Need to find string using bigquery - sql

We have below string column and having below data
and I want to find Null count present in string columns means how many times null value('') present in front of id column present in select statement
using big query.
Don't use string position.
Expected output:
count of null ('')id =3
1st row,2nd row and 5th row

Below is for BigQuery Standard SQL
#standardSQL
SELECT
FORMAT(
"count of null ('')id = %d.

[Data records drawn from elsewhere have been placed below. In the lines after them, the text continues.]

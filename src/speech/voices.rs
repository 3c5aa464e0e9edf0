//! Synthesis voices and the voice allow-list.

use rand::seq::SliceRandom;

use crate::config::SpeechConfig;

/// Voice name meaning "whatever the platform uses".
pub const DEFAULT_VOICE: &str = "default";

/// Voice name that picks one of the permitted voices at random.
pub const RANDOM_VOICE: &str = "Random";

/// A voice offered by the synthesizer.
#[derive(Debug, Clone, PartialEq, Eq)]
pub struct Voice {
    pub name: String,
    pub lang: String,
}

impl Voice {
    pub fn new(name: impl Into<String>, lang: impl Into<String>) -> Self {
        Self {
            name: name.into(),
            lang: lang.into(),
        }
    }
}

// ---------------------------------------------------------------------------
// VoicePolicy
// ---------------------------------------------------------------------------

/// Which platform voices programs may use.  An empty allow-list permits all.
#[derive(Debug, Clone, Default)]
pub struct VoicePolicy {
    allowed: Vec<String>,
}

impl VoicePolicy {
    pub fn new(allowed: Vec<String>) -> Self {
        Self { allowed }
    }

    pub fn from_config(config: &SpeechConfig) -> Self {
        Self::new(config.allowed_voices.clone())
    }

    pub fn permits(&self, name: &str) -> bool {
        self.allowed.is_empty() || self.allowed.iter().any(|a| a == name)
    }

    /// Keep only permitted voices, in platform order.
    pub fn filter(&self, voices: Vec<Voice>) -> Vec<Voice> {
        voices.into_iter().filter(|v| self.permits(&v.name)).collect()
    }

    /// The permitted voice called `name`, if any.
    pub fn resolve(&self, name: &str, voices: &[Voice]) -> Option<Voice> {
        if name == DEFAULT_VOICE || !self.permits(name) {
            return None;
        }
        voices.iter().find(|v| v.name == name).cloned()
    }

    /// A random permitted voice, or `None` when nothing is permitted.
    pub fn pick_random(&self, voices: Vec<Voice>) -> Option<Voice> {
        self.filter(voices).choose(&mut rand::thread_rng()).cloned()
    }
}

// ---------------------------------------------------------------------------
// Tests
// ---------------------------------------------------------------------------

#[cfg(test)]
mod tests {
    use super::*;

    fn platform() -> Vec<Voice> {
        vec![
            Voice::new("Alex", "en-US"),
            Voice::new("Google Deutsch", "de-DE"),
            Voice::new("Zarvox", "en-US"),
        ]
    }

    #[test]
    fn empty_allow_list_permits_everything() {
        let policy = VoicePolicy::default();
        assert_eq!(policy.filter(platform()).len(), 3);
        assert!(policy.permits("anything"));
    }

    #[test]
    fn configured_allow_list_filters_platform_voices() {
        let policy = VoicePolicy::from_config(&SpeechConfig::default());
        let names: Vec<_> = policy.filter(platform()).into_iter().map(|v| v.name).collect();
        assert_eq!(names, vec!["Alex", "Zarvox"]);
    }

    #[test]
    fn resolve_ignores_default_and_unlisted_voices() {
        let policy = VoicePolicy::new(vec!["Alex".into()]);
        let voices = platform();
        assert_eq!(policy.resolve("Alex", &voices), Some(Voice::new("Alex", "en-US")));
        assert_eq!(policy.resolve(DEFAULT_VOICE, &voices), None);
        assert_eq!(policy.resolve("Zarvox", &voices), None);
        assert_eq!(policy.resolve("Nobody", &voices), None);
    }

    #[test]
    fn random_pick_stays_inside_allow_list() {
        let policy = VoicePolicy::new(vec!["Zarvox".into()]);
        for _ in 0..10 {
            assert_eq!(policy.pick_random(platform()).unwrap().name, "Zarvox");
        }
        assert_eq!(VoicePolicy::new(vec!["Nobody".into()]).pick_random(platform()), None);
    }
}
//! Detect and switch command implementations.

use anyhow::Result;
use bmsboot::{DeviceStatus, WorkflowOutcome};

use super::{open_session, run_workflow};
use crate::Cli;
use crate::config::Config;

/// Detect command implementation. Prints the mode to stdout.
pub(crate) fn cmd_detect(cli: &Cli, config: &Config) -> Result<()> {
    let controller = open_session(cli, config)?;
    let handle = controller.start_detect()?;
    if let WorkflowOutcome::Detected(status) = run_workflow(&controller, handle)? {
        println!("{status}");
        if status == DeviceStatus::Unknown {
            return Err(bmsboot::Error::DeviceNotFound.into());
        }
    }
    Ok(())
}

/// Switch command implementation. Prints the new mode to stdout.
pub(crate) fn cmd_switch(cli: &Cli, config: &Config) -> Result<()> {
    let controller = open_session(cli, config)?;
    let handle = controller.start_switch()?;
    if let WorkflowOutcome::Switched(status) = run_workflow(&controller, handle)? {
        println!("{status}");
    }
    Ok(())
}
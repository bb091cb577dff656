//! Wire protocol building blocks.

pub mod cipher;
pub mod command;
pub mod crc;

// Re-export common types
pub use command::{
    ACK, CapabilitySet, CommandCode, DeviceCommunicationCommand, DeviceIdentity, EraseMode,
    ExtendedEraseMode, Generation, MAX_TRANSFER, NACK, ResponseCode, Version,
};
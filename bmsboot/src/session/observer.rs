//! Notifications for the embedding application.
//!
//! The session controller never depends on a concrete UI type. It reports
//! through an [`Observer`], either a custom implementation or the
//! closure-based [`Callbacks`].

use std::path::Path;

/// Receiver of session notifications. All hooks default to no-ops.
///
/// Hooks are called from the caller's thread for setters and from the
/// worker thread during workflows, never while session state is locked.
pub trait Observer: Send + Sync {
    /// Free-text console line.
    fn log_line(&self, _line: &str) {}

    /// The firmware path changed.
    fn firmware_path_changed(&self, _path: &Path) {}

    /// The list of available serial ports changed.
    fn port_list_changed(&self, _ports: &[String]) {}

    /// The user-code address changed.
    fn user_code_address_changed(&self, _address: u32) {}

    /// Progress of the running transfer, 0..=100.
    fn progress_changed(&self, _percent: u8) {}

    /// A workflow started or finished.
    fn busy_changed(&self, _busy: bool) {}
}

type Hook<T> = Option<Box<dyn Fn(T) + Send + Sync>>;

/// Closure-based [`Observer`].
///
/// ```
/// use bmsboot::session::Callbacks;
///
/// let callbacks = Callbacks::default()
///     .on_log(|line| println!("{line}"))
///     .on_progress(|percent| println!("{percent}%"));
/// # let _ = callbacks;
/// ```
#[derive(Default)]
pub struct Callbacks {
    log: Option<Box<dyn Fn(&str) + Send + Sync>>,
    firmware_path: Option<Box<dyn Fn(&Path) + Send + Sync>>,
    port_list: Option<Box<dyn Fn(&[String]) + Send + Sync>>,
    user_code_address: Hook<u32>,
    progress: Hook<u8>,
    busy: Hook<bool>,
}

impl Callbacks {
    /// Called for every console line.
    #[must_use]
    pub fn on_log(mut self, f: impl Fn(&str) + Send + Sync + 'static) -> Self {
        self.log = Some(Box::new(f));
        self
    }

    /// Called when the firmware path changes.
    #[must_use]
    pub fn on_firmware_path(mut self, f: impl Fn(&Path) + Send + Sync + 'static) -> Self {
        self.firmware_path = Some(Box::new(f));
        self
    }

    /// Called when the port list changes.
    #[must_use]
    pub fn on_port_list(mut self, f: impl Fn(&[String]) + Send + Sync + 'static) -> Self {
        self.port_list = Some(Box::new(f));
        self
    }

    /// Called when the user-code address changes.
    #[must_use]
    pub fn on_user_code_address(mut self, f: impl Fn(u32) + Send + Sync + 'static) -> Self {
        self.user_code_address = Some(Box::new(f));
        self
    }

    /// Called when the progress percentage changes.
    #[must_use]
    pub fn on_progress(mut self, f: impl Fn(u8) + Send + Sync + 'static) -> Self {
        self.progress = Some(Box::new(f));
        self
    }

    /// Called when a workflow starts or finishes.
    #[must_use]
    pub fn on_busy(mut self, f: impl Fn(bool) + Send + Sync + 'static) -> Self {
        self.busy = Some(Box::new(f));
        self
    }
}

impl Observer for Callbacks {
    fn log_line(&self, line: &str) {
        if let Some(f) = &self.log {
            f(line);
        }
    }

    fn firmware_path_changed(&self, path: &Path) {
        if let Some(f) = &self.firmware_path {
            f(path);
        }
    }

    fn port_list_changed(&self, ports: &[String]) {
        if let Some(f) = &self.port_list {
            f(ports);
        }
    }

    fn user_code_address_changed(&self, address: u32) {
        if let Some(f) = &self.user_code_address {
            f(address);
        }
    }

    fn progress_changed(&self, percent: u8) {
        if let Some(f) = &self.progress {
            f(percent);
        }
    }

    fn busy_changed(&self, busy: bool) {
        if let Some(f) = &self.busy {
            f(busy);
        }
    }
}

List of id is: %s",
COUNT(*),
STRING_AGG(CAST(ID AS STRING))
) AS output
FROM `project.dataset.table`
WHERE REGEXP_CONTAINS(String, r"(?i)''\s+(?:as|)\s+(?:id|\[id\])")
if to apply to sample data from your question - the output is
Row output
1 count of null ('')id = 3. List of id is: 1,2,5

The idea is to unify all strings to something you can query with like = "%''asid%" or regex
First replace all spaces with ''
replace "[", "]" with ''.
Make the use of " or ' consistent.
Then query with like.
For example:
select 1 from (select replace(replace(replace(replace('select "" as do, "" as [id] form table1',' ',''),'[',''),']',''),'"',"'") as tt)
where tt like ("%''asid%")
Its not a "smart" idea but its simple.
A better idea will be to save the query columns in a repeat column '"" as id' and the table in another column.
You don't need to save 'select' and 'from' this way you can query easily and also assemble a query from the data.

If I understand correctly, you want to count the number of appearances of '' in the string column.
If so, you can use regexp_extract_all():
select t.*,
(select count(*)
from unnest(regexp_extract_all(t.string, "''")) u
) as empty_string_count
from t;

Related

How to get tally of unique words using only SQL?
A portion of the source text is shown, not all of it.